Getting your marketing right in a shrinking media landscape
One after another, media houses are announcing the closure of established magazines and print titles. There’s a saying that when you sail your ship in a storm, the faults in your hull and your crew become very apparent. Covid has been the storm that has accelerated the decline of these magazines.
A shrinking media landscape has a number of impacts, one of which is that smaller businesses have fewer and fewer channels to reach their customers. Small businesses that could affort to take out a couple of adverts a few times a year, to be seen and heard above the noise, no longer have that option.
What’s left? Digital but there’s a massive concentration of digital platforms globally – Facebook and Instagram, Google and Youtube, Twitter, Linked in and increasingly Amazon is where everyone is spending. It’s become a ‘CAC’ position for small and medium businesses as the Customer Acquisiton Cost is unaffordable to compete with corporate budgets.

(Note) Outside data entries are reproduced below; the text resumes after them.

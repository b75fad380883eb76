//! Money type for representing yen amounts
//!
//! Amounts are whole yen stored as `i64`. The yen has no minor unit in
//! everyday use, so there is no fractional part to carry.

use serde::{Deserialize, Serialize};
use std::fmt;
use std::ops::{Add, AddAssign, Neg, Sub, SubAssign};

use crate::format::money as money_format;

/// Largest integer a double can represent exactly (2^53 - 1)
///
/// Amounts beyond this are rejected by validation and cannot be formatted.
pub const MAX_SAFE_INTEGER: i64 = 9_007_199_254_740_991;

/// A whole-yen amount
///
/// Arithmetic saturates at the `i64` bounds instead of panicking; a
/// saturated value is far outside the safe range and formats as invalid.
#[derive(Debug, Clone, Copy, PartialEq, Eq, PartialOrd, Ord, Hash, Serialize, Deserialize)]
#[serde(transparent)]
pub struct Money(i64);

impl Money {
    /// Create a Money amount from whole yen
    ///
    /// # Examples
    /// ```
    /// use kakeibo::models::Money;
    /// let amount = Money::from_yen(1500);
    /// assert_eq!(amount.to_string(), "¥1,500");
    /// ```
    pub const fn from_yen(yen: i64) -> Self {
        Self(yen)
    }

    /// Create a zero Money amount
    pub const fn zero() -> Self {
        Self(0)
    }

    /// Get the amount in yen
    pub const fn yen(&self) -> i64 {
        self.0
    }

    /// Check if the amount is zero
    pub const fn is_zero(&self) -> bool {
        self.0 == 0
    }

    /// Check if the amount is positive
    pub const fn is_positive(&self) -> bool {
        self.0 > 0
    }

    /// Check if the amount is negative
    pub const fn is_negative(&self) -> bool {
        self.0 < 0
    }

    /// Check if the amount lies within `±MAX_SAFE_INTEGER`
    pub const fn is_safe(&self) -> bool {
        self.0 >= -MAX_SAFE_INTEGER && self.0 <= MAX_SAFE_INTEGER
    }

    /// The amount as a float, the representation the formatter works on
    pub fn as_f64(&self) -> f64 {
        self.0 as f64
    }

    /// Sanitizing parse: keeps only the digits of `s`
    ///
    /// `"¥1,500"` parses to 1500 and `"abc"` to zero. See
    /// [`crate::format::money::parse`].
    pub fn parse(s: &str) -> Self {
        money_format::parse(s)
    }

    /// Display text; out-of-range amounts render as the invalid-value label
    pub fn display(&self) -> String {
        money_format::display_or_invalid(self.as_f64())
    }

    /// Input-field text; zero and negative amounts render empty
    pub fn for_input(&self) -> String {
        money_format::input_or_invalid(self.as_f64())
    }

    /// Add two amounts, saturating at the `i64` bounds
    pub const fn saturating_add(self, other: Self) -> Self {
        Self(self.0.saturating_add(other.0))
    }
}

impl Default for Money {
    fn default() -> Self {
        Self::zero()
    }
}

impl fmt::Display for Money {
    fn fmt(&self, f: &mut fmt::Formatter<'_>) -> fmt::Result {
        f.write_str(&self.display())
    }
}

impl From<i64> for Money {
    fn from(yen: i64) -> Self {
        Self(yen)
    }
}

impl Add for Money {
    type Output = Self;

    fn add(self, other: Self) -> Self {
        self.saturating_add(other)
    }
}

impl AddAssign for Money {
    fn add_assign(&mut self, other: Self) {
        *self = *self + other;
    }
}

impl Sub for Money {
    type Output = Self;

    fn sub(self, other: Self) -> Self {
        Self(self.0.saturating_sub(other.0))
    }
}

impl SubAssign for Money {
    fn sub_assign(&mut self, other: Self) {
        *self = *self - other;
    }
}

impl Neg for Money {
    type Output = Self;

    fn neg(self) -> Self {
        Self(self.0.saturating_neg())
    }
}

impl std::iter::Sum for Money {
    fn sum<I: Iterator<Item = Self>>(iter: I) -> Self {
        iter.fold(Money::zero(), |acc, m| acc + m)
    }
}

impl<'a> std::iter::Sum<&'a Money> for Money {
    fn sum<I: Iterator<Item = &'a Money>>(iter: I) -> Self {
        iter.copied().sum()
    }
}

We used to believe that good content would win on these platforms as it would serve the audiences on the platform. So businesses invested heavily in content to attract big followings on these platforms. But now when you post something, you get access to 10% of your earned following – to reach the rest, it is pay to play.
It is getting rougher and tougher in the marketing space.
A ‘spray and pray’ approach is no longer an option.
The number of competitors you faced 10 years ago are far fewer than the number today. To get seen and heard, you can’t focus on your product or service, you need to focus on the customer group you want to reach. You need to dig into the measurable aspects of your desired market. Location, socio-economic level, possibly job title etc. These demographics are a start, but not enough.
You also need to understand the psychographics of your audience. These talk to the psychology of the people or businesses you are trying to reach. How do they behave, how do they think, and how do they buy your product and service?
That’s still not enough – you also have to understand the dynamics. What are their problems, how do they come about, how do they experience these, what does it cost them to solve them and how do they want them solved?
Once you have these three elements: demographics, psychographics and dynamics, you’ve then got a persona – a characterisation of the business you want to reach.
When you can clarify your client persona(s), you start cutting through the noise in your marketing.
Pounding the pavement in a digital world.
In the old days you would meet people, knock on doors… how do you pound the pavement in a digital world?
First,decide which platforms you need to be on and then structure appropriate approaches for each. The way you would work with Instagram should be different to Google, LinkedIn etc. Each of these platforms have a particularstyle of communication.
When you have picked your platforms, then you have to start relationship building. People’s aliases are very guarded, you can’t assume someone’s profile reflects an accurate version of who that person is. You need to share content that attracts people who are within your target audience. The messaging to connect needs to resonate with the right people. Then as in physical discussions, you need to build rapport with small talk – a few messages to establish fit before you present the business opportunity. Get the engagement right first to get the transaction right.
It’s not easy but you need to constantly test and evolve your messaging to see what works, and keep measuring to ensure it still works.